I’m going to experiment on my end to see if I can address some of the concerns posted. I have a few ideas that hopefully, at minimum, can bring us to security parity (if not beyond) the “WebApp Wallet” approach that is currently used (where BCH is deposited temporarily into a WebWallet and contracts/txs are constructed). Will report back in a few days once I’ve tested feasibility and determined complexity of this.

To cover this, we probably want to avoid any direct signing operations in the spec (i.e. all sign operations MUST do the SHA256 themselves sign(sha256(message)) to prevent a hash being passed in).

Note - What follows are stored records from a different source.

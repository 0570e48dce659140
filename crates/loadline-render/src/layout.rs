//! Arc stacking, running load and full-diagram extents.

use crate::color::{ColorOptions, generate_colors, jumble};
use crate::model::{
    ArcLayout, BarLayout, ColorBy, DiagramLayout, Geometry, StopLayout, TitleLayout,
};
use crate::{Error, Result};
use loadline_core::{FlowTable, PreparedRoute, StopNames, StopOrder, StopTotals};
use rand::Rng;

#[derive(Debug, Clone, Copy, PartialEq)]
pub struct LayoutOptions {
    pub geometry: Geometry,
    pub color_by: ColorBy,
    pub jumble_colors: bool,
    pub colors: ColorOptions,
}

impl Default for LayoutOptions {
    fn default() -> Self {
        Self {
            geometry: Geometry::default(),
            color_by: ColorBy::Origin,
            jumble_colors: false,
            colors: ColorOptions::diagram(),
        }
    }
}

#[derive(Debug, Clone, PartialEq)]
pub struct ArcSet {
    pub arcs: Vec<ArcLayout>,
    /// Largest stop span of any forward flow; sizes the diagram height.
    pub tier_max: usize,
    /// Widest bundle of arcs leaving or arriving at a single stop.
    pub max_stacked_width: f64,
    pub width_scale: f64,
}

/// Quantity-to-width divisor.
///
/// Sized so the busiest boarding stop and the busiest alighting stop together fit in one
/// inter-stop span minus the minimum gap.
pub fn width_scale(totals: &StopTotals, geometry: &Geometry) -> f64 {
    let busiest = (totals.max_boardings() + totals.max_alightings()) as f64;
    let scale = busiest / ((geometry.between - geometry.min_gap) / geometry.space);
    if scale.is_finite() && scale > 0.0 {
        scale
    } else {
        1.0
    }
}

/// Computes one arc per forward, non-zero flow.
///
/// Origins are processed left to right and each walks its destinations left to right.
/// Departures stack from the right edge of the origin's allotment; arrivals stack
/// leftwards from the destination stop in the order the origins were processed.
pub fn layout_arcs(
    order: &StopOrder,
    flows: &FlowTable,
    totals: &StopTotals,
    geometry: &Geometry,
    color_by: ColorBy,
) -> Result<ArcSet> {
    let mut tier_max = 0usize;
    let mut backward = 0usize;
    for (origin, destination, quantity) in flows.iter() {
        let (Some(i), Some(j)) = (order.index_of(origin), order.index_of(destination)) else {
            return Err(Error::InvalidModel {
                message: format!("flow {origin} -> {destination} references a stop outside the stop order"),
            });
        };
        if quantity == 0 {
            continue;
        }
        if j > i {
            tier_max = tier_max.max(j - i);
        } else if j < i {
            backward += 1;
        }
    }
    if backward > 0 {
        tracing::debug!(backward, "flows running against the stop order are not drawn");
    }

    let scale = width_scale(totals, geometry);
    let space = geometry.space;
    let stops = order.stops();
    let mut incoming = vec![0.0_f64; stops.len()];
    let mut max_stacked_width = 0.0_f64;
    let mut arcs = Vec::with_capacity(flows.pair_count());

    for (i, origin) in stops.iter().enumerate() {
        let Some(destinations) = flows.destinations(origin) else {
            continue;
        };
        let allotment = space * totals.boardings_at(origin) as f64 / scale;
        let mut outgoing = 0.0_f64;

        for (j, destination) in stops.iter().enumerate().skip(i + 1) {
            let quantity = destinations.get(destination).copied().unwrap_or(0);
            if quantity == 0 {
                continue;
            }
            let width = space * quantity as f64 / scale;
            let origin_offset = outgoing + width / 2.0;
            let destination_offset = incoming[j] + width / 2.0;

            arcs.push(ArcLayout {
                origin: origin.clone(),
                destination: destination.clone(),
                origin_index: i,
                destination_index: j,
                quantity,
                width,
                origin_offset,
                destination_offset,
                x1: geometry.stop_x(i) + (allotment - origin_offset) + space / 50.0,
                x2: geometry.stop_x(j) - destination_offset - space / 50.0,
                color_index: match color_by {
                    ColorBy::Origin => i,
                    ColorBy::Destination => j,
                },
            });

            outgoing += width;
            incoming[j] += width;
        }
        max_stacked_width = max_stacked_width.max(outgoing);
    }
    max_stacked_width = incoming.iter().copied().fold(max_stacked_width, f64::max);

    Ok(ArcSet {
        arcs,
        tier_max,
        max_stacked_width,
        width_scale: scale,
    })
}

/// Passengers on board after each stop: boardings minus alightings, accumulated.
pub fn running_load(order: &StopOrder, totals: &StopTotals) -> Vec<i64> {
    let mut load = 0i64;
    order
        .iter()
        .map(|stop| {
            load += totals.boardings_at(stop) as i64 - totals.alightings_at(stop) as i64;
            load
        })
        .collect()
}

/// Lays out a whole diagram for `route`.
pub fn layout_route<R: Rng + ?Sized>(
    route: &PreparedRoute,
    names: &StopNames,
    title: Option<String>,
    options: &LayoutOptions,
    rng: &mut R,
) -> Result<DiagramLayout> {
    let geometry = options.geometry;
    let flows = &route.aggregation.flows;
    let totals = &route.aggregation.totals;
    let order = &route.order;

    let arc_set = layout_arcs(order, flows, totals, &geometry, options.color_by)?;
    let loads = running_load(order, totals);

    let main_height = (arc_set.tier_max as f64 + 2.0) * 0.5 * geometry.between;
    let axis_y = main_height;
    let height = geometry.text_section + main_height;
    let width = geometry.left_extra
        + order.len().saturating_sub(1) as f64 * geometry.between
        + geometry.right_extra;

    let mut colors = generate_colors(order.len(), &options.colors, rng);
    if options.jumble_colors {
        colors = jumble(&colors);
    }

    let space = geometry.space;
    let scale = arc_set.width_scale;
    let stops = order
        .iter()
        .zip(&loads)
        .enumerate()
        .map(|(i, (stop, &load))| {
            let x = geometry.stop_x(i);
            let boardings = totals.boardings_at(stop);
            let bar = (load > 0).then(|| BarLayout {
                x: x + geometry.between / 2.0,
                y0: height,
                y1: height - space * load as f64 / scale,
                width: geometry.between,
                text_y: height - space / 5.0,
            });
            StopLayout {
                id: stop.to_string(),
                name: names.display(stop).to_string(),
                x,
                boardings,
                alightings: totals.alightings_at(stop),
                allotment: space * boardings as f64 / scale,
                load,
                bar,
                label_x: x - space / 8.0,
                label_y: axis_y + space / 2.0,
            }
        })
        .collect::<Vec<_>>();

    tracing::debug!(
        route = %route.key,
        stops = stops.len(),
        arcs = arc_set.arcs.len(),
        tier_max = arc_set.tier_max,
        width,
        height,
        "laid out diagram"
    );

    Ok(DiagramLayout {
        route: route.key.route.clone(),
        direction: route.key.direction.clone(),
        geometry,
        width,
        height,
        axis_y,
        tier_max: arc_set.tier_max,
        max_stacked_width: arc_set.max_stacked_width,
        width_scale: scale,
        color_by: options.color_by,
        colors,
        stops,
        arcs: arc_set.arcs,
        title: title.map(|text| TitleLayout {
            text,
            x: width / 2.0,
            y: space * 2.0,
        }),
    })
}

But there’s another slight risk to this: as @sahid.miller pointed out to me, more often that not, a message that is being passed in to be signed is already going to be encoded (thus, not really human-readable). Therefore, a malicious service could still pass in a full transaction for us to sign(sha256(transaction)). Most users (myself included) probably wouldn’t recognise this.

As mitigation, we might be able to detect this by mandating a check of the message. Something like so:

function doesMessageToSignLookMalicious(message: Uint8Array): boolean {
  // Attempt to decode the message as a transaction (LibAuth example).
  const decodeTransactionResult = decodeTransaction(message);

  // If a string is NOT returned, then this message is encoded as a transaction and is LIKELY malicious.
  if (typeof decodeTransactionResult !== 'string') {
    return true;

  // Otherwise, it's not a transaction (not malicious).
  return false;

Are there any similar cases that anyone can think of that could be dangerous like this? Or perhaps specific sigHash cases (I think the Covered Bytecode always includes the tx version, locktime, etc, so it should always have to be encoded as a transaction)?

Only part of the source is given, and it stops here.